▶ _Required action_: Reproduce the records below exactly, but only between the lines holding "the member's allowance." and "been allocated goes", inclusive.

____

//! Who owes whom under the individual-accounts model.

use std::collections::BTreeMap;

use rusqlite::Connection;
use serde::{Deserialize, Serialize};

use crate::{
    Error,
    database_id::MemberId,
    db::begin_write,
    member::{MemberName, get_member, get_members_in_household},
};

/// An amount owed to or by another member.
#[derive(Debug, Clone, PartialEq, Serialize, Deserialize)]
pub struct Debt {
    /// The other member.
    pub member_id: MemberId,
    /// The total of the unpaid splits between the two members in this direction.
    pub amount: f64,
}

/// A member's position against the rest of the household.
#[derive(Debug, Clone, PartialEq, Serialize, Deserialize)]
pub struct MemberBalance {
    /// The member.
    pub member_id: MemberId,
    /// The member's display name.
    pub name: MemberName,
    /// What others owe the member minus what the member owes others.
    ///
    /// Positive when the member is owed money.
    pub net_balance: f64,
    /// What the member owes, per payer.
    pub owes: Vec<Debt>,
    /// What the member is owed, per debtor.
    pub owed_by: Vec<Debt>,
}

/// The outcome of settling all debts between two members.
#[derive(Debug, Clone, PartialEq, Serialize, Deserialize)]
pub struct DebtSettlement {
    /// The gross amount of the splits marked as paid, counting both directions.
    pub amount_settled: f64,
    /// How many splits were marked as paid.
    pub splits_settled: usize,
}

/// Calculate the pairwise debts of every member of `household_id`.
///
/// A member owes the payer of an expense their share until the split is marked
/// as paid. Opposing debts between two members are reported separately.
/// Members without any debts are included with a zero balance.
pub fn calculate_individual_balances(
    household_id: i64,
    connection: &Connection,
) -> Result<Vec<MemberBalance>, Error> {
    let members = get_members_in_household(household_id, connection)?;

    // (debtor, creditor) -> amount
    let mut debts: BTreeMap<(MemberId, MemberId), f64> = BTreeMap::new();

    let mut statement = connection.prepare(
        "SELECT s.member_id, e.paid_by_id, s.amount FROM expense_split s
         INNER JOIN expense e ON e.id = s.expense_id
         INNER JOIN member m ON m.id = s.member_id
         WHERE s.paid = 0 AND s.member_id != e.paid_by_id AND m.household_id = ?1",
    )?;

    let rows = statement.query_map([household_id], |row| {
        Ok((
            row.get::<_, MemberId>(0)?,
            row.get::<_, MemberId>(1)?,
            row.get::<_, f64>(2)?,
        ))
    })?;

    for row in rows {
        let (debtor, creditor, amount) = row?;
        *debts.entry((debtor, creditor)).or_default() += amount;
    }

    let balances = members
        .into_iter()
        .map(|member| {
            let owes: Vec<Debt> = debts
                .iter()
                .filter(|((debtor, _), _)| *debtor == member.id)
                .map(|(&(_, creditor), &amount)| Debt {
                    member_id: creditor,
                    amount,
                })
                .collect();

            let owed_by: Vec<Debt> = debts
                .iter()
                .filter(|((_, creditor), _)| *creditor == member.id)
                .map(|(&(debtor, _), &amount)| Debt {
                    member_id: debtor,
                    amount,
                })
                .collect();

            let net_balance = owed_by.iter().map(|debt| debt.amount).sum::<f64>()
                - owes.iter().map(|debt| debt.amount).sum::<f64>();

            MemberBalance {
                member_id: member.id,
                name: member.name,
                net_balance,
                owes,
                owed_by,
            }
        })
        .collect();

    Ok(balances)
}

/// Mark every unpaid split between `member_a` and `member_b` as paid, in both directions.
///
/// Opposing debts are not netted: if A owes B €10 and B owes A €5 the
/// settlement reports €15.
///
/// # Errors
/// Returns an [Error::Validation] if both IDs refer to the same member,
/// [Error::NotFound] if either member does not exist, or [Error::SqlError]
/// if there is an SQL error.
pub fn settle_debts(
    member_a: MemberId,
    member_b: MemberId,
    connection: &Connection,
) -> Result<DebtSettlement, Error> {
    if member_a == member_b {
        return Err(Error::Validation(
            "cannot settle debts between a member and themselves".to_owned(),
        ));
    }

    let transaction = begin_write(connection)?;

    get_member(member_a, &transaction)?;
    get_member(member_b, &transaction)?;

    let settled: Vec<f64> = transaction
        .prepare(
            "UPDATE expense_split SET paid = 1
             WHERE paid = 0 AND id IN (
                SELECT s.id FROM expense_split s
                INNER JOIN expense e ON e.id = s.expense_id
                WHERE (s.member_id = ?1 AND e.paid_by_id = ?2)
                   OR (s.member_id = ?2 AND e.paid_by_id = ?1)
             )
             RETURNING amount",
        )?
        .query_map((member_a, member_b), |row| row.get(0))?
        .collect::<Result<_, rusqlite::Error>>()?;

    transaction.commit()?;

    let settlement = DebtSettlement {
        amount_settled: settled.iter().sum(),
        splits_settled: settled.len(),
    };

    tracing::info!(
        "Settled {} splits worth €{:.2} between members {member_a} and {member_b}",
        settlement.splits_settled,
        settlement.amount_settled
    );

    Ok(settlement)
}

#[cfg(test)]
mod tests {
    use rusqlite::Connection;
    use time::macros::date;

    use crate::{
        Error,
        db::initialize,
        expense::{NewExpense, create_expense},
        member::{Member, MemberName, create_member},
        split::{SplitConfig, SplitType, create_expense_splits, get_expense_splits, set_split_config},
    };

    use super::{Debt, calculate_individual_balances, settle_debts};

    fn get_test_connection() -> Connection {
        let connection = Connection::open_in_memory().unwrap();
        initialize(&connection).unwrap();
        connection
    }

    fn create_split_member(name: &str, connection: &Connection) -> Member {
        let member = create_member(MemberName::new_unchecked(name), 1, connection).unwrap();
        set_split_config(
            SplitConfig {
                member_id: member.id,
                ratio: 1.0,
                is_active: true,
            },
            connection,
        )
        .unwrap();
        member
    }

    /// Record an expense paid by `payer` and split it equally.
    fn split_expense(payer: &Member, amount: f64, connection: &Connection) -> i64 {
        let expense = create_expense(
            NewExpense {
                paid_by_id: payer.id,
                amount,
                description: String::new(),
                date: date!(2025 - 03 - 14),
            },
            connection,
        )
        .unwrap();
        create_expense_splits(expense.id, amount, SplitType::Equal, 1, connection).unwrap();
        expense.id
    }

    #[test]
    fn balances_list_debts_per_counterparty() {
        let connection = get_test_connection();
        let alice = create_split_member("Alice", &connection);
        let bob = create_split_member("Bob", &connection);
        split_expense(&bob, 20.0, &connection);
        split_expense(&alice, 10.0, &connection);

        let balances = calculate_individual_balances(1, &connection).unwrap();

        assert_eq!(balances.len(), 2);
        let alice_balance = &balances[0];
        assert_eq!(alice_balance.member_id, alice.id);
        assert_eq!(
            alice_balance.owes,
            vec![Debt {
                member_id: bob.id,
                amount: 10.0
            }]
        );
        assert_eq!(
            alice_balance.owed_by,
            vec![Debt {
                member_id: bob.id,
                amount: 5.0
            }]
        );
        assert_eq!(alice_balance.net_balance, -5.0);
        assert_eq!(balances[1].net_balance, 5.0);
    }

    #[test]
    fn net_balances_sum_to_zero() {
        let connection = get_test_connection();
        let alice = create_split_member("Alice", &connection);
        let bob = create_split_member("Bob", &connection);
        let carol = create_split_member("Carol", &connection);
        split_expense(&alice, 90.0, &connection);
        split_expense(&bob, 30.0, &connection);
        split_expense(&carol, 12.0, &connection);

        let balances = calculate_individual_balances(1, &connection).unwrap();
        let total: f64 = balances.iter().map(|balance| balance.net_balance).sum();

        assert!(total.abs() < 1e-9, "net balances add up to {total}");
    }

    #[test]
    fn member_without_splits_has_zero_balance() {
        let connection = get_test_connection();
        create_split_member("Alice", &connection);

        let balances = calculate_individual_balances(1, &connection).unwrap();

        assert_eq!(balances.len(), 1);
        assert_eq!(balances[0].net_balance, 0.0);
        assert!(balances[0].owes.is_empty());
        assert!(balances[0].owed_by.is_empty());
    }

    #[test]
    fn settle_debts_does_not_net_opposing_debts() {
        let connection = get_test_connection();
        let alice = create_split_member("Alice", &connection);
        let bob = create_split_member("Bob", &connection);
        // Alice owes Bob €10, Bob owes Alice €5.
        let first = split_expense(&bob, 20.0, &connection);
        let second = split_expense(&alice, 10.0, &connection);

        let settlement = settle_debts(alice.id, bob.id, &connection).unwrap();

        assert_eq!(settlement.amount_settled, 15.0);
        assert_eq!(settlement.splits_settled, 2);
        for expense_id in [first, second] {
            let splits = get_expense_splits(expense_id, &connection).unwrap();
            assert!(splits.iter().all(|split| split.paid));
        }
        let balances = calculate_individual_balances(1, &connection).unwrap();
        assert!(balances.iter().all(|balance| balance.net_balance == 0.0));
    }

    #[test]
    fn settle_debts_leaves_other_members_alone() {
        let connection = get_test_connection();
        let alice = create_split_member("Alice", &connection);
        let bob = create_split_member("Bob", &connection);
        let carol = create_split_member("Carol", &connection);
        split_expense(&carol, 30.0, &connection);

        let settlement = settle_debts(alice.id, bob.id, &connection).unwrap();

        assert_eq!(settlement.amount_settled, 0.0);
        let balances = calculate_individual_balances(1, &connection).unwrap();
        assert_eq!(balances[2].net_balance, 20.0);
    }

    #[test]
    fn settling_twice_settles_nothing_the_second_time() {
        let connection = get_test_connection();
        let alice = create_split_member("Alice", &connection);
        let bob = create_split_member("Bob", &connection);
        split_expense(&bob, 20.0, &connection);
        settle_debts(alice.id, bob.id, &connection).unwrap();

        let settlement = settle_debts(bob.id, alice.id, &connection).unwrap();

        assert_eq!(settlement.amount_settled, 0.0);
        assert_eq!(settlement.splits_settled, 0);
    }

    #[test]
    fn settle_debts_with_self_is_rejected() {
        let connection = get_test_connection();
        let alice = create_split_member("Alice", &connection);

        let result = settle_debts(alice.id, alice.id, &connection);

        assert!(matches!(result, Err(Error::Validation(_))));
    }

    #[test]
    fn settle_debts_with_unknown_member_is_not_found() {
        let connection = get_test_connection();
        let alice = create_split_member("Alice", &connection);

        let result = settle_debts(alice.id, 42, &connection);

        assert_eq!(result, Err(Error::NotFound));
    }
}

____

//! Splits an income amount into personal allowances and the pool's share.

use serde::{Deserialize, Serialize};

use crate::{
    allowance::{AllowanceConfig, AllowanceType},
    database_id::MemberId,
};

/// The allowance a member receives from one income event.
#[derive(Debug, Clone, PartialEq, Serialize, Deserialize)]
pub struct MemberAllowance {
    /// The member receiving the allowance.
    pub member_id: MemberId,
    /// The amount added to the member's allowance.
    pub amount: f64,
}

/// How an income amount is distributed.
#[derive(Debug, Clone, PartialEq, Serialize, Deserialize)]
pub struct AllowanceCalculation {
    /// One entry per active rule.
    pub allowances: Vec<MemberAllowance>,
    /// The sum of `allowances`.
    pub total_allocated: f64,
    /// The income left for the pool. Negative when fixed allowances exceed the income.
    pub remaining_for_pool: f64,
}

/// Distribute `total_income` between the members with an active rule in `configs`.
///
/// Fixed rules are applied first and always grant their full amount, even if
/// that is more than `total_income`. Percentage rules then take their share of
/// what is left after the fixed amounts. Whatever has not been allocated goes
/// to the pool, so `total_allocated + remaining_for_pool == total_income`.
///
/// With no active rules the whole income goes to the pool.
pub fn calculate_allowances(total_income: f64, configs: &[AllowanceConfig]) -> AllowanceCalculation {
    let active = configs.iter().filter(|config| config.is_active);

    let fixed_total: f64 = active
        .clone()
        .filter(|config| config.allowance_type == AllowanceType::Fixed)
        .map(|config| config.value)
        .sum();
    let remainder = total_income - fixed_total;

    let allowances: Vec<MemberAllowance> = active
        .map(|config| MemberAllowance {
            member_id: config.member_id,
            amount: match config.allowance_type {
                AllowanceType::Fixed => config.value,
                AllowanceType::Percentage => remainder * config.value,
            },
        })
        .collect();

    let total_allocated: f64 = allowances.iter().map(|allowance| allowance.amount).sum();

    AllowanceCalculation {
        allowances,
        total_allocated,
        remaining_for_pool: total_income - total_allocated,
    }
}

____

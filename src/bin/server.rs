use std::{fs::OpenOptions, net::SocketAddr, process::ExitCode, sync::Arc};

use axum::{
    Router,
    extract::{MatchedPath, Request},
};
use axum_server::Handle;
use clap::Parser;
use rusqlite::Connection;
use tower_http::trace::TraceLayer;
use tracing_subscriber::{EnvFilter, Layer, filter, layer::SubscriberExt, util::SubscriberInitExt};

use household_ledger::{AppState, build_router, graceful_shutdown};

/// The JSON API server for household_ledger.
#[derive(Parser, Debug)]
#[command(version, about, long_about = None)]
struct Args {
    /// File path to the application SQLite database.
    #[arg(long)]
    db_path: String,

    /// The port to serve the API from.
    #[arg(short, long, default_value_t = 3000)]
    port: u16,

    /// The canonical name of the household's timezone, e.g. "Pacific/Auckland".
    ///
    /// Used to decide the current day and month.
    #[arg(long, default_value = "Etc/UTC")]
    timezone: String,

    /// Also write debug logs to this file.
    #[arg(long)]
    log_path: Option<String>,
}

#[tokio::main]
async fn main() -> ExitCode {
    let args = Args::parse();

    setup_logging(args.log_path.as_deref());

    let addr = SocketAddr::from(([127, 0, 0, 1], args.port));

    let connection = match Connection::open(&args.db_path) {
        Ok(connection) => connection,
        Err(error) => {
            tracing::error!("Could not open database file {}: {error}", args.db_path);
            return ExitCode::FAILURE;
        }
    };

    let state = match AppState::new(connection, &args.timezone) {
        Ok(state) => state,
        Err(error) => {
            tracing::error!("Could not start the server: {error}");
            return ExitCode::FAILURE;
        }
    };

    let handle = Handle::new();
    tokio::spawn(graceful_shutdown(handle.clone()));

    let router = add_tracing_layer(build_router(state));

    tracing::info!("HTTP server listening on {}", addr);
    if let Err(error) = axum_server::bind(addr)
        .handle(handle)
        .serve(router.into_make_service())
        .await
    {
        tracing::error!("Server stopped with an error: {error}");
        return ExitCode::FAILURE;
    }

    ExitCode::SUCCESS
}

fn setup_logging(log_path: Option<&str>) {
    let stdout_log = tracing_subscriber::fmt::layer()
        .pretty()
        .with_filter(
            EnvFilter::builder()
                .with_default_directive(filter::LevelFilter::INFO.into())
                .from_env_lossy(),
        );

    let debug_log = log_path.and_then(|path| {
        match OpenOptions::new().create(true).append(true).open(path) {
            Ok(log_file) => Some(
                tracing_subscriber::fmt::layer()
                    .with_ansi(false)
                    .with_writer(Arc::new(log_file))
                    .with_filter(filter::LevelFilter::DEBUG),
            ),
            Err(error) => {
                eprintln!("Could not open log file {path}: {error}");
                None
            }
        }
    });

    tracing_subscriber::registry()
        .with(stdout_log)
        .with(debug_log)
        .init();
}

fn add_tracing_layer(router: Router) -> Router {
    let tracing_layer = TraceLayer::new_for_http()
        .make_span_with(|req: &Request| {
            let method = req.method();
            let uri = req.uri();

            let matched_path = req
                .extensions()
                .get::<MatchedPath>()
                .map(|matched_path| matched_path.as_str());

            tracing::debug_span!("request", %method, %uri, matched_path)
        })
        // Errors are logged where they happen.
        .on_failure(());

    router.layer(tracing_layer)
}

____

▶ _Output of the exercise_:
    /// The amount added to the member's allowance.
    pub amount: f64,
}

/// How an income amount is distributed.
#[derive(Debug, Clone, PartialEq, Serialize, Deserialize)]
pub struct AllowanceCalculation {
    /// One entry per active rule.
    pub allowances: Vec<MemberAllowance>,
    /// The sum of `allowances`.
    pub total_allocated: f64,
    /// The income left for the pool. Negative when fixed allowances exceed the income.
    pub remaining_for_pool: f64,
}

/// Distribute `total_income` between the members with an active rule in `configs`.
///
/// Fixed rules are applied first and always grant their full amount, even if
/// that is more than `total_income`. Percentage rules then take their share of
/// what is left after the fixed amounts. Whatever has not been allocated goes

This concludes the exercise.